— Exercise requirements —
In the entries that follow, the first line to write out is the one containing "real summary artifact.", and the last is the one containing "const SUMMARY_INSTRUCTION: &str". Reproduce that stretch exactly, with nothing before or after it.
====== Data under study ======
//! Summarization stage with transcript chunking.

use tokio::sync::watch;
use tracing::{debug, info, warn};

use vidsum_engines::EngineError;

use crate::context::{check_cancel, ProcessingContext};
use crate::error::{WorkerError, WorkerResult};
use crate::retry::{with_retry, RetryConfig};

/// Stand-in transcript for sources where no usable speech was found.
/// Summarization still runs so the bundle gets a real summary artifact.
pub const NO_SPEECH_MARKER: &str =
    "[no speech detected in this source; produce a short note saying so]";

const SUMMARY_INSTRUCTION: &str = "You are a precise summarizer. Write a concise natural-language \
summary of the following transcript. Keep concrete facts, names and \
conclusions; drop filler.";

const CHUNK_INSTRUCTION: &str = "Summarize this portion of a longer transcript. Keep every \
concrete fact; this partial summary will be merged with others.";

const MERGE_INSTRUCTION: &str = "The following are partial summaries of consecutive portions of \
one transcript. Merge them into a single coherent summary without \
repeating yourself.";

/// Summarize a transcript, chunking when it exceeds the configured size.
///
/// Oversized transcripts are split into overlapping chunks, each chunk is
/// summarized, and the chunk summaries are merged with a final call. A
/// merged summary below the configured floor is retried once on the raw
/// transcript without chunking.
pub async fn summarize_text(
    ctx: &ProcessingContext,
    text: &str,
    cancel: &watch::Receiver<bool>,
) -> WorkerResult<String> {
    let summarizer = ctx
        .summarizer
        .as_ref()
        .ok_or_else(|| WorkerError::NotConfigured("no summarizer (set LLM_URL)".to_string()))?;

    let char_count = text.chars().count();
    if char_count <= ctx.config.chunk_size_chars {
        return complete(summarizer, SUMMARY_INSTRUCTION, text).await;
    }

    let chunks = chunk_text(text, ctx.config.chunk_size_chars, ctx.config.chunk_overlap_chars);
    info!(
        chars = char_count,
        chunks = chunks.len(),
        "Transcript over chunk size, summarizing in chunks"
    );

    let mut partials = Vec::with_capacity(chunks.len());
    for (idx, chunk) in chunks.iter().enumerate() {
        check_cancel(cancel)?;
        debug!("Summarizing chunk {}/{}", idx + 1, chunks.len());
        partials.push(complete(summarizer, CHUNK_INSTRUCTION, chunk).await?);
    }

    check_cancel(cancel)?;
    let merged = complete(summarizer, MERGE_INSTRUCTION, &partials.join("\n\n")).await?;

    if merged.chars().count() >= ctx.config.summary_min_chars {
        return Ok(merged);
    }

    // Last resort: one unchunked pass over the raw transcript
    warn!(
        chars = merged.chars().count(),
        floor = ctx.config.summary_min_chars,
        "Merged summary under floor, retrying unchunked"
    );
    check_cancel(cancel)?;
    let retried = complete(summarizer, SUMMARY_INSTRUCTION, text).await?;
    if retried.chars().count() > merged.chars().count() {
        Ok(retried)
    } else {
        Ok(merged)
    }
}

async fn complete(
    summarizer: &vidsum_engines::Summarizer,
    instruction: &str,
    content: &str,
) -> WorkerResult<String> {
    let retry = RetryConfig::new("summarize");
    let result = with_retry(
        &retry,
        || summarizer.complete(instruction, content),
        EngineError::is_transient,
    )
    .await?;
    Ok(result)
}

/// Split text into overlapping chunks of at most `chunk_size` characters.
pub fn chunk_text(text: &str, chunk_size: usize, overlap: usize) -> Vec<String> {
    let chars: Vec<char> = text.chars().collect();
    if chars.len() <= chunk_size || chunk_size == 0 {
        return vec![text.to_string()];
    }

    let step = chunk_size.saturating_sub(overlap).max(1);
    let mut chunks = Vec::new();
    let mut start = 0;
    while start < chars.len() {
        let end = (start + chunk_size).min(chars.len());
        chunks.push(chars[start..end].iter().collect());
        if end == chars.len() {
            break;
        }
        start += step;
    }
    chunks
}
======
— The answer —
/// Summarization still runs so the bundle gets a real summary artifact.
pub const NO_SPEECH_MARKER: &str =
    "[no speech detected in this source; produce a short note saying so]";

const SUMMARY_INSTRUCTION: &str = "You are a precise summarizer. Write a concise natural-language \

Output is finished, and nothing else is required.